WHAT IS REQUIRED: Copy out each line of the listing below that contains the word "bytes".
+===+
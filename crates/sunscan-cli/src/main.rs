mod cli;
mod commands;
mod error;

use std::process::ExitCode;

use clap::Parser;
use tracing_subscriber::EnvFilter;

use crate::cli::Cli;

#[tokio::main]
async fn main() -> ExitCode {
    tracing_subscriber::fmt()
        .with_env_filter(
            EnvFilter::try_from_default_env().unwrap_or_else(|_| EnvFilter::new("info")),
        )
        .init();

    let cli = Cli::parse();
    match commands::run(&cli).await {
        Ok(()) => ExitCode::SUCCESS,
        Err(error) => {
            eprintln!("error: {error}");
            ExitCode::from(error.exit_code())
        }
    }
}
//! Shared test support: scripted HTTP transport and in-memory
//! reader/sink doubles for the scan flows.

use std::collections::{HashMap, HashSet, VecDeque};
use std::future::Future;
use std::pin::Pin;
use std::sync::{Arc, Mutex};

use sunscan_core::scan::{
    BalanceRecord, ErrorRecord, SourceReader, StorageSink, StoreError, TokenMetadata,
};
use sunscan_core::{HttpClient, HttpError, HttpRequest, HttpResponse};

/// HTTP double that routes each request by `(to, selector)` extracted from
/// the JSON-RPC body and replays a scripted queue of outcomes per route.
#[derive(Default)]
pub struct RoutedHttpClient {
    routes: Mutex<HashMap<String, VecDeque<Result<HttpResponse, HttpError>>>>,
}

impl RoutedHttpClient {
    pub fn new() -> Arc<Self> {
        Arc::new(Self::default())
    }

    /// Queue one raw outcome for calls of `selector_hex` (no `0x`) against
    /// the contract whose call `to` field is `to_eth_hex`.
    pub fn enqueue(
        &self,
        to_eth_hex: &str,
        selector_hex: &str,
        outcome: Result<HttpResponse, HttpError>,
    ) {
        self.routes
            .lock()
            .expect("routes mutex poisoned")
            .entry(route_key(to_eth_hex, selector_hex))
            .or_default()
            .push_back(outcome);
    }

    /// Queue a successful JSON-RPC response carrying `result_hex`.
    pub fn enqueue_result(&self, to_eth_hex: &str, selector_hex: &str, result_hex: &str) {
        self.enqueue(to_eth_hex, selector_hex, Ok(rpc_result(result_hex)));
    }
}

impl HttpClient for RoutedHttpClient {
    fn execute<'a>(
        &'a self,
        request: HttpRequest,
    ) -> Pin<Box<dyn Future<Output = Result<HttpResponse, HttpError>> + Send + 'a>> {
        let key = request_route_key(&request.body);
        let next = key
            .and_then(|key| {
                self.routes
                    .lock()
                    .expect("routes mutex poisoned")
                    .get_mut(&key)
                    .and_then(VecDeque::pop_front)
            })
            .unwrap_or_else(|| Err(HttpError::new("no scripted response for request")));
        Box::pin(async move { next })
    }
}

fn route_key(to_eth_hex: &str, selector_hex: &str) -> String {
    format!(
        "{}:{}",
        to_eth_hex.to_ascii_lowercase(),
        selector_hex.trim_start_matches("0x").to_ascii_lowercase()
    )
}

fn request_route_key(body: &str) -> Option<String> {
    let value: serde_json::Value = serde_json::from_str(body).ok()?;
    let call = value.get("params")?.get(0)?;
    let to = call.get("to")?.as_str()?;
    let data = call.get("data")?.as_str()?;
    let selector = data.trim_start_matches("0x").get(..8)?;
    Some(route_key(to, selector))
}

/// A 200 response with the given `result` hex.
pub fn rpc_result(result_hex: &str) -> HttpResponse {
    HttpResponse {
        status: 200,
        body: format!(r#"{{"jsonrpc":"2.0","id":1,"result":"{result_hex}"}}"#),
    }
}

/// A 32-byte big-endian word carrying `value`, `0x`-prefixed.
pub fn uint_word(value: u64) -> String {
    format!("0x{value:064x}")
}

/// A dynamic ABI string payload carrying `value`, `0x`-prefixed.
pub fn abi_string(value: &str) -> String {
    let bytes = value.as_bytes();
    let mut padded = bytes.to_vec();
    padded.resize(bytes.len().div_ceil(32).max(1) * 32, 0);
    format!("0x{:064x}{:064x}{}", 32, bytes.len(), hex::encode(padded))
}

/// In-memory source reader over fixed address sequences.
#[derive(Default)]
pub struct MemReader {
    pub contracts: Vec<String>,
    pub accounts: Vec<String>,
    pub by_account: HashMap<String, Vec<String>>,
}

impl SourceReader for MemReader {
    fn contracts(&self) -> Result<Vec<String>, StoreError> {
        Ok(self.contracts.clone())
    }

    fn accounts(&self) -> Result<Vec<String>, StoreError> {
        Ok(self.accounts.clone())
    }

    fn contracts_for_account(&self, account: &str) -> Result<Vec<String>, StoreError> {
        Ok(self.by_account.get(account).cloned().unwrap_or_default())
    }
}

/// In-memory sink capturing every insert.
#[derive(Default)]
pub struct MemSink {
    pub existing: HashSet<String>,
    pub metadata: Mutex<Vec<TokenMetadata>>,
    pub balances: Mutex<Vec<BalanceRecord>>,
    pub errors: Mutex<Vec<ErrorRecord>>,
}

impl MemSink {
    pub fn with_existing(contracts: &[&str]) -> Self {
        Self {
            existing: contracts.iter().map(|c| c.to_string()).collect(),
            ..Self::default()
        }
    }

    pub fn metadata(&self) -> Vec<TokenMetadata> {
        self.metadata.lock().expect("metadata mutex poisoned").clone()
    }

    pub fn balances(&self) -> Vec<BalanceRecord> {
        self.balances.lock().expect("balances mutex poisoned").clone()
    }

    pub fn errors(&self) -> Vec<ErrorRecord> {
        self.errors.lock().expect("errors mutex poisoned").clone()
    }
}

impl StorageSink for MemSink {
    fn has_metadata(&self, contract: &str) -> Result<bool, StoreError> {
        Ok(self.existing.contains(contract)
            || self
                .metadata
                .lock()
                .expect("metadata mutex poisoned")
                .iter()
                .any(|row| row.contract == contract))
    }

    fn insert_metadata(&self, row: &TokenMetadata) -> Result<(), StoreError> {
        self.metadata
            .lock()
            .expect("metadata mutex poisoned")
            .push(row.clone());
        Ok(())
    }

    fn insert_balance(&self, row: &BalanceRecord) -> Result<(), StoreError> {
        self.balances
            .lock()
            .expect("balances mutex poisoned")
            .push(row.clone());
        Ok(())
    }

    fn insert_error(&self, row: &ErrorRecord) -> Result<(), StoreError> {
        self.errors
            .lock()
            .expect("errors mutex poisoned")
            .push(row.clone());
        Ok(())
    }
}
+===+
OUTPUT:
    let bytes = value.as_bytes();
    let mut padded = bytes.to_vec();
    padded.resize(bytes.len().div_ceil(32).max(1) * 32, 0);
    format!("0x{:064x}{:064x}{}", 32, bytes.len(), hex::encode(padded))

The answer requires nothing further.